A MAGAZINE OF LITERATURE, ART, AND POLITICS.

VOL. IV.—SEPTEMBER, 1859.—NO. XXIII.


CONTENTS


The Life and Works of Ary Scheffer.

No painter of this age has made so deep an impression on the popular mind of America as Ary Scheffer. Few, if any other contemporary artists are domesticated at our firesides, and known and loved in our remotest villages and towns. Only a small number, indeed, of his original works have been exhibited here,—yet engravings from them are not only familiar to every person of acknowledged taste and culture, but are dear to the hearts of many who scarcely know the artist's name. Young maidens delight in their tender pathos, and the suffering heart is consoled and elevated by their pure and lofty religious aspiration. An effect so great must have an adequate and peculiar cause; and we shall not have far to seek for it, but shall find it in the aim and character of the artist. Scheffer has two prominent qualities, by which he has won his place in the popular estimation. The first is his sentiment. His works are full of simple, tender pathos. His pictures always tell their story, first to the eye, next to the heart and soul of the beholder. His admirable knowledge of composition is always subordinate to expression. His meaning is not merely historical or poetical, but is true to life and every-day experience. "Mignon regrettant sa Patrie" is felt and appreciated by those who have never sung,

"Kennst du das Land wo die Citronen blühen,"—

and "Faust" and "Margaret" tell their story to all who have felt life's struggles and temptations, whether they have read them in Goethe's version or not. Added to this power of pathos and sentiment is the deep religious feeling which pervades every work of his pencil, whatever be its outward form. His religion is of no dogma or sect, but the inflowing of a life which makes all things holy and full of infinite meaning. Whether he paint the legends of the Catholic Church, as in "St. Augustine" and "St. Monica," or illustrate the life-poem of the Protestant Goethe, or tell a simple story of childhood, the same feelings are kindled, in our heart's faith in God, love to man, the sure hope of immortality. It is this genuine and earnest religion of humanity which has made his works familiar to every lover of Art and sentiment, and given us a feeling of personal love and reverence for the made artist.
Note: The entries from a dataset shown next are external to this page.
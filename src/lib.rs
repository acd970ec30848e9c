pub mod adapters;
pub mod config;
pub mod core;
pub mod domain;
pub mod utils;
pub mod view;

#[cfg(feature = "cli")]
pub use config::{CliConfig, Command};

pub use crate::core::contact_book::{ContactBook, Outcome};
pub use crate::core::filter::{filter_by_tag, filter_by_text, SearchMode};
pub use crate::core::tags::{aggregate_contact_tags, aggregate_tags};
pub use adapters::RestContactSource;
pub use config::Settings;
pub use domain::model::{Contact, ContactFields, Tag};
pub use utils::error::{ContactBookError, Result};
pub use view::{Panel, TerminalView, View};
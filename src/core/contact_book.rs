use crate::core::filter::{filter_by_tag, filter_by_text, SearchMode};
use crate::core::tags::{aggregate_contact_tags, dedupe_tag_string, tag_name_from_label};
use crate::core::{Contact, ContactFields, ContactSource};
use crate::utils::error::Result;
use crate::view::View;
use std::sync::atomic::{AtomicU64, Ordering};

/// What a contact book action ended up doing.
#[derive(Debug, Clone, Copy, PartialEq, Eq)]
pub enum Outcome {
    /// Data arrived and was handed to the view.
    Rendered,
    /// The request succeeded but there was nothing to show.
    Empty,
    /// The request failed; the failure has been logged and nothing was rendered.
    Failed,
    /// A newer action started before this one's response arrived.
    Stale,
}

/// Monotonic counter handing out one ticket per rendering request.
///
/// Only the holder of the newest ticket may render, so a slow response can
/// never overwrite the result of a later action.
#[derive(Debug, Default)]
pub struct RequestGenerations {
    latest: AtomicU64,
}

impl RequestGenerations {
    pub fn begin(&self) -> u64 {
        self.latest.fetch_add(1, Ordering::SeqCst) + 1
    }

    pub fn is_current(&self, ticket: u64) -> bool {
        self.latest.load(Ordering::SeqCst) == ticket
    }
}

pub struct ContactBook<S: ContactSource, V: View> {
    source: S,
    view: V,
    search_mode: SearchMode,
    generations: RequestGenerations,
}

impl<S: ContactSource, V: View> ContactBook<S, V> {
    pub fn new(source: S, view: V) -> Self {
        Self {
            source,
            view,
            search_mode: SearchMode::default(),
            generations: RequestGenerations::default(),
        }
    }

    pub fn with_search_mode(mut self, search_mode: SearchMode) -> Self {
        self.search_mode = search_mode;
        self
    }

    pub fn view(&self) -> &V {
        &self.view
    }

    pub fn into_view(self) -> V {
        self.view
    }

    pub fn source(&self) -> &S {
        &self.source
    }

    /// Fetches every contact, logging and swallowing failures.
    async fn fetch_all(&self, ticket: u64) -> std::result::Result<Vec<Contact>, Outcome> {
        let contacts = match self.source.list_contacts().await {
            Ok(contacts) => contacts,
            Err(e) => {
                tracing::warn!("⚠️ Get request for all contacts failed: {}", e);
                return Err(Outcome::Failed);
            }
        };

        if !self.generations.is_current(ticket) {
            tracing::debug!("Dropping stale response for request #{}", ticket);
            return Err(Outcome::Stale);
        }
        Ok(contacts)
    }

    /// Shows the full contact list and the tag list.
    pub async fn paint_default(&self) -> Outcome {
        let ticket = self.generations.begin();
        let contacts = match self.fetch_all(ticket).await {
            Ok(contacts) => contacts,
            Err(outcome) => return outcome,
        };

        self.view.show_contacts(&contacts);

        let tags = aggregate_contact_tags(&contacts);
        tracing::debug!(
            "Aggregated {} distinct tags from {} contacts",
            tags.len(),
            contacts.len()
        );
        self.view.show_tags(&tags);

        if contacts.is_empty() {
            Outcome::Empty
        } else {
            Outcome::Rendered
        }
    }

    /// Shows only the tag list.
    pub async fn show_tags(&self) -> Outcome {
        let ticket = self.generations.begin();
        let contacts = match self.fetch_all(ticket).await {
            Ok(contacts) => contacts,
            Err(outcome) => return outcome,
        };

        let tags = aggregate_contact_tags(&contacts);
        self.view.show_tags(&tags);

        if tags.is_empty() {
            Outcome::Empty
        } else {
            Outcome::Rendered
        }
    }

    /// Narrows the contact list by name. An empty term goes back to the default view.
    pub async fn search(&self, term: &str) -> Outcome {
        if term.is_empty() {
            return self.paint_default().await;
        }

        let ticket = self.generations.begin();
        let contacts = match self.fetch_all(ticket).await {
            Ok(contacts) => contacts,
            Err(outcome) => return outcome,
        };

        let matches = filter_by_text(&contacts, term, self.search_mode);
        tracing::debug!("🔍 {:?} matched {}/{} contacts", term, matches.len(), contacts.len());
        self.view.show_search_results(term, &matches);

        if matches.is_empty() {
            Outcome::Empty
        } else {
            Outcome::Rendered
        }
    }

    /// Shows the contacts carrying the tag named by a tag-list label such as `work (2)`.
    pub async fn select_tag(&self, label: &str) -> Outcome {
        let tag = tag_name_from_label(label);

        let ticket = self.generations.begin();
        let contacts = match self.fetch_all(ticket).await {
            Ok(contacts) => contacts,
            Err(outcome) => return outcome,
        };

        let matches = filter_by_tag(&contacts, &tag);
        tracing::debug!("🏷️ {:?} matched {}/{} contacts", tag, matches.len(), contacts.len());
        self.view.show_tag_results(&tag, &matches);

        if matches.is_empty() {
            Outcome::Empty
        } else {
            Outcome::Rendered
        }
    }

    /// Loads one contact into the edit form.
    pub async fn open_contact(&self, id: u64) -> Outcome {
        let ticket = self.generations.begin();
        let contact = match self.source.get_contact(id).await {
            Ok(contact) => contact,
            Err(e) => {
                tracing::warn!("⚠️ Get request for contact {} failed: {}", id, e);
                return Outcome::Failed;
            }
        };

        if !self.generations.is_current(ticket) {
            return Outcome::Stale;
        }

        self.view.show_contact_form(&contact);
        Outcome::Rendered
    }

    /// Creates a contact with duplicate tag names removed, then repaints.
    pub async fn create_contact(&self, fields: ContactFields) -> Result<Option<Contact>> {
        let fields = ContactFields {
            tags: dedupe_tag_string(&fields.tags),
            ..fields
        };

        let created = self.source.create_contact(&fields).await.inspect_err(|e| {
            tracing::warn!("⚠️ Post request to add contact failed: {}", e);
        });
        self.paint_default().await;
        created
    }

    /// Replaces a contact's fields, then repaints.
    pub async fn update_contact(
        &self,
        id: u64,
        fields: ContactFields,
    ) -> Result<Option<Contact>> {
        let updated = self.source.update_contact(id, &fields).await.inspect_err(|e| {
            tracing::warn!("⚠️ Put request to edit contact {} failed: {}", id, e);
        });
        self.paint_default().await;
        updated
    }

    /// Deletes a contact, then repaints. Asking for confirmation is up to the caller.
    pub async fn delete_contact(&self, id: u64) -> Result<()> {
        let deleted = self.source.delete_contact(id).await.inspect_err(|e| {
            tracing::warn!("⚠️ Delete request for contact {} failed: {}", id, e);
        });
        self.paint_default().await;
        deleted
    }
}
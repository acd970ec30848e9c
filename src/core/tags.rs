use crate::core::{Contact, Tag};
use indexmap::IndexMap;
use indexmap::IndexSet;
use regex::Regex;
use std::sync::LazyLock;

pub const TAG_DELIMITER: char = ',';

static LABEL_COUNT: LazyLock<Regex> =
    LazyLock::new(|| Regex::new(r" \(\d+\)").expect("tag label pattern is valid"));

/// Splits a tag string on the delimiter. An empty string has no tags; anything
/// else is split literally, without trimming.
pub fn split_tags(tags: &str) -> impl Iterator<Item = &str> {
    let source = if tags.is_empty() { None } else { Some(tags) };
    source
        .into_iter()
        .flat_map(|tags| tags.split(TAG_DELIMITER))
}

/// Counts tag occurrences across a collection of tag strings.
///
/// Tags are returned in the order their name is first seen. Every post-split
/// occurrence counts, so a name repeated inside one string is counted twice.
pub fn aggregate_tags<'a, I>(tag_strings: I) -> Vec<Tag>
where
    I: IntoIterator<Item = Option<&'a str>>,
{
    let mut counts: IndexMap<&'a str, usize> = IndexMap::new();

    for tags in tag_strings.into_iter().flatten() {
        for name in split_tags(tags) {
            *counts.entry(name).or_default() += 1;
        }
    }

    counts
        .into_iter()
        .map(|(name, frequency)| Tag {
            name: name.to_string(),
            frequency,
        })
        .collect()
}

pub fn aggregate_contact_tags(contacts: &[Contact]) -> Vec<Tag> {
    aggregate_tags(contacts.iter().map(|contact| contact.tags.as_deref()))
}

/// Drops repeated names from a tag string, keeping first occurrences.
pub fn dedupe_tag_string(tags: &str) -> String {
    let unique: IndexSet<&str> = tags.split(TAG_DELIMITER).collect();
    let mut joined = String::with_capacity(tags.len());
    for (i, name) in unique.iter().enumerate() {
        if i > 0 {
            joined.push(TAG_DELIMITER);
        }
        joined.push_str(name);
    }
    joined
}

/// Recovers the tag name from a tag-list label such as `work (3)`.
pub fn tag_name_from_label(label: &str) -> String {
    LABEL_COUNT.replacen(label, 1, "").into_owned()
}
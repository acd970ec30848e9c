#[cfg(feature = "cli")]
pub mod cli;
pub mod toml_config;

use crate::core::ConfigProvider;
use crate::utils::error::Result;
#[cfg(feature = "cli")]
use crate::utils::validation::Validate;
use std::collections::HashMap;
use std::time::Duration;
use toml_config::TomlConfig;

#[cfg(feature = "cli")]
pub use cli::{CliConfig, Command};

/// Effective settings after merging the config file with command-line overrides.
#[derive(Debug, Clone)]
pub struct Settings {
    pub base_url: String,
    pub timeout_seconds: u64,
    pub headers: HashMap<String, String>,
    pub literal_search: bool,
    pub verbose: bool,
    pub json_logs: bool,
}

impl Default for Settings {
    fn default() -> Self {
        Self::from(TomlConfig::default())
    }
}

impl From<TomlConfig> for Settings {
    fn from(config: TomlConfig) -> Self {
        let timeout_seconds = config.timeout_seconds();
        Self {
            base_url: config.api.base_url,
            timeout_seconds,
            headers: config.api.headers,
            literal_search: config.search.literal,
            verbose: config.logging.verbose,
            json_logs: config.logging.json,
        }
    }
}

#[cfg(feature = "cli")]
impl Settings {
    /// Reads the config file named on the command line, if any, applies the
    /// command-line values on top of it and validates the result.
    pub fn resolve(cli: &CliConfig) -> Result<Self> {
        let mut config = match &cli.config {
            Some(path) => TomlConfig::from_file(path)?,
            None => TomlConfig::default(),
        };

        if let Some(base_url) = &cli.base_url {
            config.api.base_url = base_url.clone();
        }
        if let Some(timeout_seconds) = cli.timeout_seconds {
            config.api.timeout_seconds = Some(timeout_seconds);
        }
        config.search.literal |= cli.literal_search;
        config.logging.verbose |= cli.verbose;
        config.logging.json |= cli.json_logs;

        config.validate()?;
        Ok(Settings::from(config))
    }
}

impl ConfigProvider for Settings {
    fn base_url(&self) -> &str {
        &self.base_url
    }

    fn timeout(&self) -> Duration {
        Duration::from_secs(self.timeout_seconds)
    }

    fn headers(&self) -> &HashMap<String, String> {
        &self.headers
    }

    fn literal_search(&self) -> bool {
        self.literal_search
    }
}

#[cfg(all(test, feature = "cli"))]
mod tests {
    use super::*;
    use crate::utils::error::ContactBookError;
    use clap::Parser;
    use std::io::Write;
    use tempfile::NamedTempFile;

    #[test]
    fn test_defaults_without_config_file() {
        let cli = CliConfig::parse_from(["contact-book", "list"]);
        let settings = Settings::resolve(&cli).unwrap();
        assert_eq!(settings.base_url, "http://localhost:3000");
        assert_eq!(settings.timeout(), Duration::from_secs(10));
        assert!(!settings.literal_search);
    }

    #[test]
    fn test_cli_overrides_file() {
        let mut temp_file = NamedTempFile::new().unwrap();
        temp_file
            .write_all(
                br#"
[api]
base_url = "http://file.example:9000"
timeout_seconds = 30

[search]
literal = true
"#,
            )
            .unwrap();
        let path = temp_file.path().to_str().unwrap().to_string();

        let cli = CliConfig::parse_from([
            "contact-book",
            "--config",
            path.as_str(),
            "--base-url",
            "http://cli.example:7000",
            "search",
            "al",
        ]);
        let settings = Settings::resolve(&cli).unwrap();

        assert_eq!(settings.base_url, "http://cli.example:7000");
        assert_eq!(settings.timeout_seconds, 30);
        assert!(settings.literal_search);
    }

    #[test]
    fn test_invalid_timeout_is_rejected() {
        let cli = CliConfig::parse_from(["contact-book", "--timeout-seconds", "0", "tags"]);
        assert!(Settings::resolve(&cli).is_err());
    }

    #[test]
    fn test_invalid_base_url_is_rejected() {
        let cli = CliConfig::parse_from(["contact-book", "--base-url", "ftp://contacts", "list"]);
        let err = Settings::resolve(&cli).unwrap_err();
        assert!(matches!(
            err,
            ContactBookError::InvalidConfigValueError { ref field, .. } if field == "api.base_url"
        ));
    }

    #[test]
    fn test_blank_header_name_in_file_is_rejected() {
        let mut temp_file = NamedTempFile::new().unwrap();
        temp_file
            .write_all(b"[api.headers]\n\" \" = \"x\"\n")
            .unwrap();
        let path = temp_file.path().to_str().unwrap().to_string();

        let cli = CliConfig::parse_from(["contact-book", "--config", path.as_str(), "list"]);
        assert!(Settings::resolve(&cli).is_err());
    }
}
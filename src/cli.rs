use std::path::PathBuf;

use clap::{Parser, Subcommand};

/// Clima daily-temperature climatology tool.
#[derive(Parser)]
#[command(
    name = "clima",
    version,
    about = "Historical daily-temperature normals and extremity statistics"
)]
pub struct Cli {
    /// Increase verbosity (-v info, -vv debug, -vvv trace).
    #[arg(short, long, global = true, action = clap::ArgAction::Count)]
    pub verbose: u8,

    /// Subcommand to run.
    #[command(subcommand)]
    pub command: Command,
}

/// Available subcommands.
#[derive(Subcommand)]
pub enum Command {
    /// Fetch the raw archive response for the configured location.
    Fetch(FetchArgs),
    /// Aggregate a fetched response into day-of-year statistics.
    Stats(StatsArgs),
}

/// Arguments for the `fetch` subcommand.
#[derive(clap::Args)]
pub struct FetchArgs {
    /// Path to TOML configuration file.
    #[arg(short, long, default_value = "clima.toml")]
    pub config: PathBuf,

    /// Path for the raw response body.
    #[arg(short, long, default_value = "archive.json")]
    pub output: PathBuf,
}

/// Arguments for the `stats` subcommand.
#[derive(clap::Args)]
pub struct StatsArgs {
    /// Path to TOML configuration file.
    #[arg(short, long, default_value = "clima.toml")]
    pub config: PathBuf,

    /// Path to a previously fetched raw response body.
    #[arg(short, long)]
    pub input: PathBuf,

    /// Year to extract alongside the statistics (overrides config).
    #[arg(short, long)]
    pub year: Option<i32>,

    /// Path for the statistics JSON; stdout when omitted.
    #[arg(short, long)]
    pub output: Option<PathBuf>,
}
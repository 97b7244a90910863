use std::fs;

use anyhow::{Context, Result, bail};
use tracing::info;

use clima_source::VariableSource;

use crate::cli::FetchArgs;
use crate::{config, convert};

/// Fetch the raw archive response for the configured location.
pub fn run(args: FetchArgs) -> Result<()> {
    let config = config::load(&args.config)?;
    let location = config
        .location
        .ok_or_else(|| anyhow::anyhow!("no location: set [location] in {}", args.config.display()))?;

    let source = convert::build_source(&config.source, &config.stats);
    let url = source.build_request(&location);
    info!(source = source.describe(), %location, "requesting daily series");

    let response = reqwest::blocking::get(&url)
        .with_context(|| format!("request failed: {url}"))?;
    let status = response.status();
    if !status.is_success() {
        bail!("archive responded with status {status}");
    }
    let body = response.text().context("failed to read response body")?;

    fs::write(&args.output, &body)
        .with_context(|| format!("failed to write {}", args.output.display()))?;
    info!(
        path = %args.output.display(),
        bytes = body.len(),
        "raw response saved"
    );

    Ok(())
}
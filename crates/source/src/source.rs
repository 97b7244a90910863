//! The data-source capability.

use crate::error::SourceError;
use crate::location::Location;
use crate::series::DailySeries;

/// One upstream daily variable at one location.
///
/// Implementations own the upstream API shape: they know how to phrase the
/// request for a location and how to pull the aligned label/value sequences
/// out of a raw response body. They never perform the request themselves,
/// which keeps the aggregation pipeline independent of any transport.
pub trait VariableSource {
    /// Human-readable description of the variable, for logs and display.
    fn describe(&self) -> &str;

    /// Builds the full request URL for the given location.
    fn build_request(&self, location: &Location) -> String;

    /// Extracts the daily series from a raw response body.
    ///
    /// # Errors
    ///
    /// Returns [`SourceError`] when the body is unparseable, an expected
    /// field is missing, a reading is null, or the extracted sequences are
    /// misaligned.
    fn extract_series(&self, raw: &str) -> Result<DailySeries, SourceError>;
}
It is now nearly a year since his labors on earth terminated, and yet no adequate account of his life and labors has appeared. It is very difficult to satisfy the craving desire to know more of the personal life and character of him who has been a household friend so long. Yet it is rather the privilege of succeeding generations, than of contemporaries, to draw aside the veil from the sanctuary, and to behold the works of a man in his greatest art,—the art of life. But the cold waters of the Atlantic, like the river of Death, make the person of a European artist sacred to us; and it is hard for us to realize that those whom we have surrounded with a halo of classic reverence were partakers of the daily jar and turmoil of our busy age,—that the good physician who tended our sick children so faithfully had lived in familiar intercourse with Goethe, and might have listened to the first performance of those symphonies of Beethoven which seem to us as eternal as the mountains. Losing the effluence of his personal presence, which his neighbors and countrymen enjoyed, we demand the privilege of posterity to hear and tell all that can be told of him. We can wait fifty years more for a biography of Allston, because something of his gracious presence yet lingers among us; but we can touch Scheffer only with the burin or the pen. So we shall throw in our mite to fill up this chasm. A few gleanings from current French literature, a few anecdotes familiarly told of the great artist, and the vivid recollection of one short interview are all the aids we can summon to enable our readers to call up in their own minds a living image which will answer to the name that has so long been familiar to our lips and dear to our hearts.

Ary Scheffer was born about the year 1795, in the town of Dordrecht, in Holland; but, as at that period Holland belonged to the French Empire, the child was entitled by birth to those privileges of a French citizen which opened to him important advantages in his artistic career. French by this accident of birth, and still more so by his education and long residence at Paris, he yet always retained traces of his Teutonic origin in the form of his head, in his general appearance, and in his earnest and religious character. He always cherished a warm affection for his native land.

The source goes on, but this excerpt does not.